Of course, it is nobody’s case that distorted histories, especially if they are deliberate misrepresentations of facts, should not be corrected. In this sense, historical revisionism may have a scholarly place in the rewriting or revision of history. But it must be recognised that historical revisionism gains legitimacy only if the revision is based on a fair, legitimate, and reasoned scholarly reappraisal of history; not on ad hoc and knee-jerk revisions based on personal likes, dislikes and ideologies. Any attempt to revise history – even when such history is originally distorted – by using arbitrary, illicit, manipulated, or dishonest methods merely amounts to piling up disinformation atop an already polluted history. It merely compounds the original felony, so to speak.
This is not to say that nations and states are not known to indulge in mandated historical negation, or even revision. For example, California explicitly prohibits its population from learning about the California genocide -- the killing of thousands of indigenous peoples of California by government agents and private citizens in the 19th century. Japan studiously keeps its population from learning about its war crimes. The more well-known negations include the denial of the Holocaust in some quarters, the Armenian genocide, the rewriting of Stalin-era history in Russia, the Chinese negation of its Tiananmen Square and even a one-second clip of the Hong Kong protest of 2014 in an animation film, etc. Such negations obviously (and hopefully) arise from a sense of disgrace associated with acknowledging their gory, shameful, or troubled pasts.

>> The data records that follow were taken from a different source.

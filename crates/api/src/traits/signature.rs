//! Digital signature traits for latsig
//!
//! The core [`Signature`] trait is the minimal interface of every scheme.
//! Optional traits add byte-level import/export, deterministic key
//! derivation and attached (signature ‖ message) framing.

use crate::Result;
use rand::{CryptoRng, RngCore};
use zeroize::{Zeroize, Zeroizing};

/// Core trait for digital signature algorithms
///
/// Secret keys are opaque: the trait never requires `AsMut<[u8]>` on them,
/// so key material cannot be modified in place through the API.
pub trait Signature {
    /// Public key type for this algorithm
    type PublicKey: Clone;

    /// Secret key type, zeroizable but not byte-accessible
    type SecretKey: Zeroize + Clone;

    /// Signature data type
    type SignatureData: Clone;

    /// Key pair type (typically a tuple of public and secret keys)
    type KeyPair;

    /// Returns the name of this signature algorithm
    fn name() -> &'static str;

    /// Generate a new key pair using the provided RNG
    ///
    /// All randomness must come from `rng`.
    fn keypair<R: CryptoRng + RngCore>(rng: &mut R) -> Result<Self::KeyPair>;

    /// Extract the public key from a key pair
    fn public_key(keypair: &Self::KeyPair) -> Self::PublicKey;

    /// Extract the secret key from a key pair
    fn secret_key(keypair: &Self::KeyPair) -> Self::SecretKey;

    /// Sign a message with the given secret key
    fn sign(message: &[u8], secret_key: &Self::SecretKey) -> Result<Self::SignatureData>;

    /// Verify a signature against a message and public key
    ///
    /// Returns `Ok(())` only for a valid signature. Malformed input is an
    /// error, never a panic.
    fn verify(
        message: &[u8],
        signature: &Self::SignatureData,
        public_key: &Self::PublicKey,
    ) -> Result<()>;
}

/// Optional trait for signature algorithms that support key serialization
pub trait SignatureSerialize: Signature {
    /// Size of serialized public keys in bytes
    const PUBLIC_KEY_SIZE: usize;

    /// Size of serialized secret keys in bytes
    const SECRET_KEY_SIZE: usize;

    /// Size of serialized signatures in bytes
    const SIGNATURE_SIZE: usize;

    /// Export a public key to bytes
    fn serialize_public_key(key: &Self::PublicKey) -> Vec<u8>;

    /// Import a public key from bytes
    ///
    /// # Errors
    ///
    /// Returns an error if the length is wrong
    fn deserialize_public_key(bytes: &[u8]) -> Result<Self::PublicKey>;

    /// Export a secret key to bytes
    ///
    /// The `Zeroizing` wrapper clears the copy when it is dropped.
    fn serialize_secret_key(key: &Self::SecretKey) -> Zeroizing<Vec<u8>>;

    /// Import a secret key from bytes
    ///
    /// # Errors
    ///
    /// Returns an error if the length is wrong
    fn deserialize_secret_key(bytes: &[u8]) -> Result<Self::SecretKey>;

    /// Export a signature to bytes
    fn serialize_signature(sig: &Self::SignatureData) -> Vec<u8>;

    /// Import a signature from bytes
    ///
    /// # Errors
    ///
    /// Returns an error if the length is wrong
    fn deserialize_signature(bytes: &[u8]) -> Result<Self::SignatureData>;
}

/// Optional trait for signature algorithms that support key derivation
pub trait SignatureDerive: Signature {
    /// Minimum seed size in bytes
    const MIN_SEED_SIZE: usize;

    /// Derive a key pair from seed material
    ///
    /// The same seed always yields the same key pair.
    ///
    /// # Errors
    ///
    /// Returns an error if the seed is too short
    fn derive_keypair(seed: &[u8]) -> Result<Self::KeyPair>;

    /// Recompute the public key belonging to a secret key
    ///
    /// # Errors
    ///
    /// Returns an error if the secret key is malformed
    fn derive_public_key(secret_key: &Self::SecretKey) -> Result<Self::PublicKey>;
}

/// Optional trait for attached signatures, where the signed message is
/// the signature followed by the message itself
pub trait SignedMessage: Signature {
    /// Produce `signature ‖ message`
    fn sign_message(message: &[u8], secret_key: &Self::SecretKey) -> Result<Vec<u8>>;

    /// Verify a signed message and return the embedded message
    ///
    /// # Errors
    ///
    /// Returns an error for any signed message that does not verify; no
    /// part of the message is returned in that case.
    fn open(signed_message: &[u8], public_key: &Self::PublicKey) -> Result<Vec<u8>>;
}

But negating recognition of Jawaharlal Nehru as a great Indian freedom fighter and patriot? Whom are we harming with such negation, except ourselves? Yes, Nehru had his share of defects. But Isaac D’Israeli was right on the mark when he said, “the defects of the great men are the consolation of dunces”. Surely, the objective of the 75th anniversary of our freedom should be not to become a nation of dunces?